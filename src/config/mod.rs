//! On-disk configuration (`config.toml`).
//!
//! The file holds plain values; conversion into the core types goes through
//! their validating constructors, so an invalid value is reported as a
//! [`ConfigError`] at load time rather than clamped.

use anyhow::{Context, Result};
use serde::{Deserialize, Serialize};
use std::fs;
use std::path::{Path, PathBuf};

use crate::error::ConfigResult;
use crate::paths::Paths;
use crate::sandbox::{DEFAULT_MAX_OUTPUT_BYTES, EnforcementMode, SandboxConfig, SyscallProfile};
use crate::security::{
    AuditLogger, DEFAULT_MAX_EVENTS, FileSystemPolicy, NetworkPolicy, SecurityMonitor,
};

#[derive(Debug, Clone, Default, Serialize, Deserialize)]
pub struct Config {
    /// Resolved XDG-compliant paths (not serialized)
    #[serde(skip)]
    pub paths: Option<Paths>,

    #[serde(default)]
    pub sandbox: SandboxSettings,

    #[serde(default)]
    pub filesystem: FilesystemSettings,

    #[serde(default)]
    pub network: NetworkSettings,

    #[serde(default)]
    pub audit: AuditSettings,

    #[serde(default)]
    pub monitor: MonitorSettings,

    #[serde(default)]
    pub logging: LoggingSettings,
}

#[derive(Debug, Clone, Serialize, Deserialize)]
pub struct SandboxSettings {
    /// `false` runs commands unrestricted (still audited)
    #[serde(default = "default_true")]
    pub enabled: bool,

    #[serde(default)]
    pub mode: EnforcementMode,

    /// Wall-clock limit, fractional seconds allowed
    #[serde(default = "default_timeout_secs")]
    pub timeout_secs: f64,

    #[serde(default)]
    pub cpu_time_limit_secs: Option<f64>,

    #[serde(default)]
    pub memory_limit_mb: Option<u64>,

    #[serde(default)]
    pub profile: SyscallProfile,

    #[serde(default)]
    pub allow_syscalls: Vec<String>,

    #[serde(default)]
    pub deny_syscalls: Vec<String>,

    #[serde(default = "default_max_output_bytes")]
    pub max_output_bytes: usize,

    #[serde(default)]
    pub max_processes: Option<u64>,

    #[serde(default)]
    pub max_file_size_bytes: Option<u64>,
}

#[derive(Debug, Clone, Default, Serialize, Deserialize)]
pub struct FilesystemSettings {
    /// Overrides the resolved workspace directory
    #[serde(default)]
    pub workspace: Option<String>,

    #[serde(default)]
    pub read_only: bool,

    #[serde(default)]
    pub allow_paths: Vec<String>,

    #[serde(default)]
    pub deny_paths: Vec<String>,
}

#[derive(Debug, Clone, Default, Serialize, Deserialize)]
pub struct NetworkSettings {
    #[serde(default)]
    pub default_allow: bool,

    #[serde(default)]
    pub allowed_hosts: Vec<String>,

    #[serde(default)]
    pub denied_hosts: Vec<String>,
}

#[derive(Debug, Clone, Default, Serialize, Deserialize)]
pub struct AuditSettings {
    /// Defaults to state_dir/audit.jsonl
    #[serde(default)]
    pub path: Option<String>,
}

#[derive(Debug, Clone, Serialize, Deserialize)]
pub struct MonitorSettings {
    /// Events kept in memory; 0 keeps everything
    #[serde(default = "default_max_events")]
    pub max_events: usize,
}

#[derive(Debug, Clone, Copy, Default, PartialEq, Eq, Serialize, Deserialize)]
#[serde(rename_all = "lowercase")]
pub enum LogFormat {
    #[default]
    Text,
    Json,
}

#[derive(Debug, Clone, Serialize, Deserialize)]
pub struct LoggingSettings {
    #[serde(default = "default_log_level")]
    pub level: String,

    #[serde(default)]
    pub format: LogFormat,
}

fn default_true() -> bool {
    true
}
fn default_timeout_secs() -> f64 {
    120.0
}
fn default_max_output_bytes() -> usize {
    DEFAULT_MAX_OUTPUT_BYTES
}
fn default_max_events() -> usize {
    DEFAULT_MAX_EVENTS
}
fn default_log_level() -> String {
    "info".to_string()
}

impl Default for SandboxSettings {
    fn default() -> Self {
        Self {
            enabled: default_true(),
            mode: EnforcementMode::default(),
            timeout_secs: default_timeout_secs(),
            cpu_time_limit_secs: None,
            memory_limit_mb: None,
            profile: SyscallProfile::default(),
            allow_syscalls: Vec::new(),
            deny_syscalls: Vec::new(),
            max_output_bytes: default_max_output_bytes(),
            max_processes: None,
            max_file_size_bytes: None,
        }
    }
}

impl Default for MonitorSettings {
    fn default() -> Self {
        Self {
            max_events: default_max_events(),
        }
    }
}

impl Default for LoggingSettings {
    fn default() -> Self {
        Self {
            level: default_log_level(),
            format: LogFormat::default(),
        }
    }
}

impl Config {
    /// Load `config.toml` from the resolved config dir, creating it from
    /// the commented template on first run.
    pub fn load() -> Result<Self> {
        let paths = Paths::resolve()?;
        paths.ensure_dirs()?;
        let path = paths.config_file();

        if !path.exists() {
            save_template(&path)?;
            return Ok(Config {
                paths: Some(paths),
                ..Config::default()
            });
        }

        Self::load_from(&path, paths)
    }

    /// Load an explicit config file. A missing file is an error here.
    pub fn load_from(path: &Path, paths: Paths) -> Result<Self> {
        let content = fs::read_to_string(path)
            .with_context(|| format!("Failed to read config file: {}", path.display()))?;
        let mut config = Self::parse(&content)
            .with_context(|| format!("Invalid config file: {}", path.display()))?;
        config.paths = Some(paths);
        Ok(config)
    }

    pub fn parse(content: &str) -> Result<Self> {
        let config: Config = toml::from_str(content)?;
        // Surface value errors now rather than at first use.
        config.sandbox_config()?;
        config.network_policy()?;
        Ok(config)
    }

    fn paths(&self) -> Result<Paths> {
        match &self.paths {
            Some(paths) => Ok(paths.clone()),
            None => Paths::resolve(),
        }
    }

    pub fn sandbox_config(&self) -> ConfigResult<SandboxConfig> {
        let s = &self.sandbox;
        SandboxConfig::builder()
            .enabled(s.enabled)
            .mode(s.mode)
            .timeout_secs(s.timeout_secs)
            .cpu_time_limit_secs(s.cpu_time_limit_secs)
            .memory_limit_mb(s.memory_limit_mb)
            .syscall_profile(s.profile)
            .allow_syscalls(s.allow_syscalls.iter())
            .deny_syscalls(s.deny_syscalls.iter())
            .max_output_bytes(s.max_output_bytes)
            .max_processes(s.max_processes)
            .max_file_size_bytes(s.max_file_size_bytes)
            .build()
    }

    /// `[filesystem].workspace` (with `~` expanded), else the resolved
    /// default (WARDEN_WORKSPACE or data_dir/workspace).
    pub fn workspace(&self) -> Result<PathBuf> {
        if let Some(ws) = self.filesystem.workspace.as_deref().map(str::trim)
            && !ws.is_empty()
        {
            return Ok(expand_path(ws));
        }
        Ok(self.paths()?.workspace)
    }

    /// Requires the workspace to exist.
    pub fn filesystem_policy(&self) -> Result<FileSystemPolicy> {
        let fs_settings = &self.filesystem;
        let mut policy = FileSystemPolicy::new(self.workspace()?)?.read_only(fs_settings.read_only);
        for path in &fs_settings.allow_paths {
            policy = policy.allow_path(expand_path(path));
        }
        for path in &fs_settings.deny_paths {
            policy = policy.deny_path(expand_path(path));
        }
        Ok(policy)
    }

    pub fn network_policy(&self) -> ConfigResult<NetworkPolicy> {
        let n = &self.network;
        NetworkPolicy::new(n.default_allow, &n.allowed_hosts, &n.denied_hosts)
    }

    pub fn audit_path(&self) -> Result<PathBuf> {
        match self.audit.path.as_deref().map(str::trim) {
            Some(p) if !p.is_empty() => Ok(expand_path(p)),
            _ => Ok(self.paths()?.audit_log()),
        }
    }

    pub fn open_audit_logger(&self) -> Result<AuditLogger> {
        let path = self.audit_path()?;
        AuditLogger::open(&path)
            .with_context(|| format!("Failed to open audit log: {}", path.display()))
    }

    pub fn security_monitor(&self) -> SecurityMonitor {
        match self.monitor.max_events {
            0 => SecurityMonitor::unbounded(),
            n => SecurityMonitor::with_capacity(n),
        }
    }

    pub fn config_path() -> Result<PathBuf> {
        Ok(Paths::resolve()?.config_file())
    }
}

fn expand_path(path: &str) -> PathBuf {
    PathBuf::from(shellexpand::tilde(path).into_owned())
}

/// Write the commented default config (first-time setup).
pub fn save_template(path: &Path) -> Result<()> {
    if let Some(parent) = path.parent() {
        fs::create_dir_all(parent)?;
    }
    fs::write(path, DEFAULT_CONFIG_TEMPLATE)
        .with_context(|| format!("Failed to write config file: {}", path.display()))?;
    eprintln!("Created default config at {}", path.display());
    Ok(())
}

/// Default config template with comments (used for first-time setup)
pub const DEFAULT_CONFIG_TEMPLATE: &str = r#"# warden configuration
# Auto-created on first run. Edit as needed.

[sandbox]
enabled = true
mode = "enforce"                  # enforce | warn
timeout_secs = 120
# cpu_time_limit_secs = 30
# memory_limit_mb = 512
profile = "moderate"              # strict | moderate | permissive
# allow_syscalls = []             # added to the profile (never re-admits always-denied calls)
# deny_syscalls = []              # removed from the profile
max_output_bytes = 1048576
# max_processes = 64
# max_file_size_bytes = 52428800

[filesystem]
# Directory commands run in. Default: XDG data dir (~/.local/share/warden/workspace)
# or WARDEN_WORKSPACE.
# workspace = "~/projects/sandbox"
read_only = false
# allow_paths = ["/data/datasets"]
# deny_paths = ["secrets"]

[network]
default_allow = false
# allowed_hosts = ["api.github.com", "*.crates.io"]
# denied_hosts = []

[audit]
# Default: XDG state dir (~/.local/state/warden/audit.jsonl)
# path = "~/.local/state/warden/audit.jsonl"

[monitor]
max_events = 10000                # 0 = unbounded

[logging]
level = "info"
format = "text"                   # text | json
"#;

────────────────────────────────────────

▶ [Your goal]:
Check every line of the records, and copy the ones that hold the word "false".

▶ [Response area]:
    /// `false` runs commands unrestricted (still audited)
read_only = false
default_allow = false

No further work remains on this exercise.